=== Record set ===

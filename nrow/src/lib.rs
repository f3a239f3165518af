//! N-in-a-row engine with minimax and alpha-beta search.
//! The board is a gravity-fill grid of configurable size; a player wins by
//! lining up `n` pieces horizontally, vertically or diagonally. Search
//! strategies receive a board and answer with the column to play for their
//! configured side.
use serde::{Deserialize, Serialize};
use thiserror::Error;

mod board;
mod heuristic;
mod search;
mod tree;

pub use board::Board;
pub use heuristic::{Heuristic, WindowHeuristic, WIN_SCORE};
pub use search::{AlphaBeta, Minimax, PlayerController, SearchOutcome, SearchStats};
pub use tree::{Node, NodeId, SearchTree};

/// Deepest look-ahead a search strategy accepts.
pub const MAX_DEPTH: usize = 12;

#[derive(Copy, Clone, Debug, Eq, PartialEq, Hash, Serialize, Deserialize)]
#[serde(try_from = "u8", into = "u8")]
pub enum Player {
    One,
    Two,
}

impl Player {
    pub fn id(self) -> u8 {
        match self {
            Player::One => 1,
            Player::Two => 2,
        }
    }

    pub fn from_id(id: u8) -> Result<Player, GameError> {
        match id {
            1 => Ok(Player::One),
            2 => Ok(Player::Two),
            other => Err(GameError::InvalidPlayer(other)),
        }
    }

    pub fn opponent(self) -> Player {
        match self {
            Player::One => Player::Two,
            Player::Two => Player::One,
        }
    }

    fn symbol(self) -> char {
        match self {
            Player::One => '1',
            Player::Two => '2',
        }
    }
}

impl TryFrom<u8> for Player {
    type Error = GameError;

    fn try_from(id: u8) -> Result<Self, Self::Error> {
        Player::from_id(id)
    }
}

impl From<Player> for u8 {
    fn from(player: Player) -> u8 {
        player.id()
    }
}

impl std::fmt::Display for Player {
    fn fmt(&self, f: &mut std::fmt::Formatter<'_>) -> std::fmt::Result {
        write!(f, "player {}", self.id())
    }
}

#[derive(Debug, Error, Clone, PartialEq, Eq)]
pub enum GameError {
    #[error("column {column} is out of bounds (board is {width} wide)")]
    ColumnOutOfBounds { column: usize, width: usize },
    #[error("column {column} is full")]
    ColumnFull { column: usize },
    #[error("no legal moves remain")]
    NoMoves,
    #[error("game is already decided: {winner} has won")]
    GameDecided { winner: Player },
    #[error("player id {0} is invalid (expected 1 or 2)")]
    InvalidPlayer(u8),
    #[error("win length {0} is out of range (must be at least 2)")]
    WinLengthOutOfRange(usize),
    #[error("depth {0} is out of range (0-{max})", max = MAX_DEPTH)]
    DepthOutOfRange(usize),
    #[error("board dimensions {width}x{height} are invalid")]
    InvalidDimensions { width: usize, height: usize },
    #[error("invalid board text at row {row}: {reason}")]
    ParseBoard { row: usize, reason: String },
    #[error("{player} could not choose a move: {reason}")]
    ControllerFailed { player: Player, reason: String },
}

/// Final state of a finished game.
#[derive(Copy, Clone, Debug, Eq, PartialEq, Serialize, Deserialize)]
#[serde(rename_all = "lowercase")]
pub enum Outcome {
    Winner(Player),
    Draw,
}

/// Configuration of a search strategy: which side it plays, the win length
/// and how many plies it looks past its own candidate move.
#[derive(Copy, Clone, Debug, PartialEq, Eq, Serialize, Deserialize)]
pub struct SearchConfig {
    pub player: Player,
    pub n: usize,
    pub depth: usize,
}

impl SearchConfig {
    pub fn new(player: Player, n: usize, depth: usize) -> Result<Self, GameError> {
        let config = Self { player, n, depth };
        config.validate()?;
        Ok(config)
    }

    pub fn validate(&self) -> Result<(), GameError> {
        if self.n < 2 {
            return Err(GameError::WinLengthOutOfRange(self.n));
        }
        if self.depth > MAX_DEPTH {
            return Err(GameError::DepthOutOfRange(self.depth));
        }
        Ok(())
    }
}

/// Board geometry and win length for a game instance.
#[derive(Copy, Clone, Debug, PartialEq, Eq, Serialize)]
pub struct GameConfig {
    pub width: usize,
    pub height: usize,
    pub n: usize,
}

impl Default for GameConfig {
    fn default() -> Self {
        Self {
            width: 7,
            height: 6,
            n: 4,
        }
    }
}

impl GameConfig {
    pub fn validate(&self) -> Result<(), GameError> {
        if self.width == 0 || self.height == 0 {
            return Err(GameError::InvalidDimensions {
                width: self.width,
                height: self.height,
            });
        }
        if self.n < 2 {
            return Err(GameError::WinLengthOutOfRange(self.n));
        }
        Ok(())
    }

    pub fn empty_board(&self) -> Result<Board, GameError> {
        self.validate()?;
        Board::new(self.width, self.height)
    }
}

===

_What to work on_
Every entry above should be retyped exactly as it appears.

_Task response_
filename nrow/src/lib.rs
repository f3a239f3165518af
//! N-in-a-row engine with minimax and alpha-beta search.
//! The board is a gravity-fill grid of configurable size; a player wins by
//! lining up `n` pieces horizontally, vertically or diagonally. Search
//! strategies receive a board and answer with the column to play for their
//! configured side.
use serde::{Deserialize, Serialize};
use thiserror::Error;

mod board;
mod heuristic;
mod search;
mod tree;

pub use board::Board;
pub use heuristic::{Heuristic, WindowHeuristic, WIN_SCORE};
pub use search::{AlphaBeta, Minimax, PlayerController, SearchOutcome, SearchStats};
pub use tree::{Node, NodeId, SearchTree};

/// Deepest look-ahead a search strategy accepts.
pub const MAX_DEPTH: usize = 12;

#[derive(Copy, Clone, Debug, Eq, PartialEq, Hash, Serialize, Deserialize)]
#[serde(try_from = "u8", into = "u8")]
pub enum Player {
    One,
    Two,
}

impl Player {
    pub fn id(self) -> u8 {
        match self {
            Player::One => 1,
            Player::Two => 2,
        }
    }

    pub fn from_id(id: u8) -> Result<Player, GameError> {
        match id {
            1 => Ok(Player::One),
            2 => Ok(Player::Two),
            other => Err(GameError::InvalidPlayer(other)),
        }
    }

    pub fn opponent(self) -> Player {
        match self {
            Player::One => Player::Two,
            Player::Two => Player::One,
        }
    }

    fn symbol(self) -> char {
        match self {
            Player::One => '1',
            Player::Two => '2',
        }
    }
}

impl TryFrom<u8> for Player {
    type Error = GameError;

    fn try_from(id: u8) -> Result<Self, Self::Error> {
        Player::from_id(id)
    }
}

impl From<Player> for u8 {
    fn from(player: Player) -> u8 {
        player.id()
    }
}

impl std::fmt::Display for Player {
    fn fmt(&self, f: &mut std::fmt::Formatter<'_>) -> std::fmt::Result {
        write!(f, "player {}", self.id())
    }
}

#[derive(Debug, Error, Clone, PartialEq, Eq)]
pub enum GameError {
    #[error("column {column} is out of bounds (board is {width} wide)")]
    ColumnOutOfBounds { column: usize, width: usize },
    #[error("column {column} is full")]
    ColumnFull { column: usize },
    #[error("no legal moves remain")]
    NoMoves,
    #[error("game is already decided: {winner} has won")]
    GameDecided { winner: Player },
    #[error("player id {0} is invalid (expected 1 or 2)")]
    InvalidPlayer(u8),
    #[error("win length {0} is out of range (must be at least 2)")]
    WinLengthOutOfRange(usize),
    #[error("depth {0} is out of range (0-{max})", max = MAX_DEPTH)]
    DepthOutOfRange(usize),
    #[error("board dimensions {width}x{height} are invalid")]
    InvalidDimensions { width: usize, height: usize },
    #[error("invalid board text at row {row}: {reason}")]
    ParseBoard { row: usize, reason: String },
    #[error("{player} could not choose a move: {reason}")]
    ControllerFailed { player: Player, reason: String },
}

/// Final state of a finished game.
#[derive(Copy, Clone, Debug, Eq, PartialEq, Serialize, Deserialize)]
#[serde(rename_all = "lowercase")]
pub enum Outcome {
    Winner(Player),
    Draw,
}

/// Configuration of a search strategy: which side it plays, the win length
/// and how many plies it looks past its own candidate move.
#[derive(Copy, Clone, Debug, PartialEq, Eq, Serialize, Deserialize)]
pub struct SearchConfig {
    pub player: Player,
    pub n: usize,
    pub depth: usize,
}

impl SearchConfig {
    pub fn new(player: Player, n: usize, depth: usize) -> Result<Self, GameError> {
        let config = Self { player, n, depth };
        config.validate()?;
        Ok(config)
    }

    pub fn validate(&self) -> Result<(), GameError> {
        if self.n < 2 {
            return Err(GameError::WinLengthOutOfRange(self.n));
        }
        if self.depth > MAX_DEPTH {
            return Err(GameError::DepthOutOfRange(self.depth));
        }
        Ok(())
    }
}

/// Board geometry and win length for a game instance.
#[derive(Copy, Clone, Debug, PartialEq, Eq, Serialize)]
pub struct GameConfig {
    pub width: usize,
    pub height: usize,
    pub n: usize,
}

impl Default for GameConfig {
    fn default() -> Self {
        Self {
            width: 7,
            height: 6,
            n: 4,
        }
    }
}

impl GameConfig {
    pub fn validate(&self) -> Result<(), GameError> {
        if self.width == 0 || self.height == 0 {
            return Err(GameError::InvalidDimensions {
                width: self.width,
                height: self.height,
            });
        }
        if self.n < 2 {
            return Err(GameError::WinLengthOutOfRange(self.n));
        }
        Ok(())
    }

    pub fn empty_board(&self) -> Result<Board, GameError> {
        self.validate()?;
        Board::new(self.width, self.height)
    }
}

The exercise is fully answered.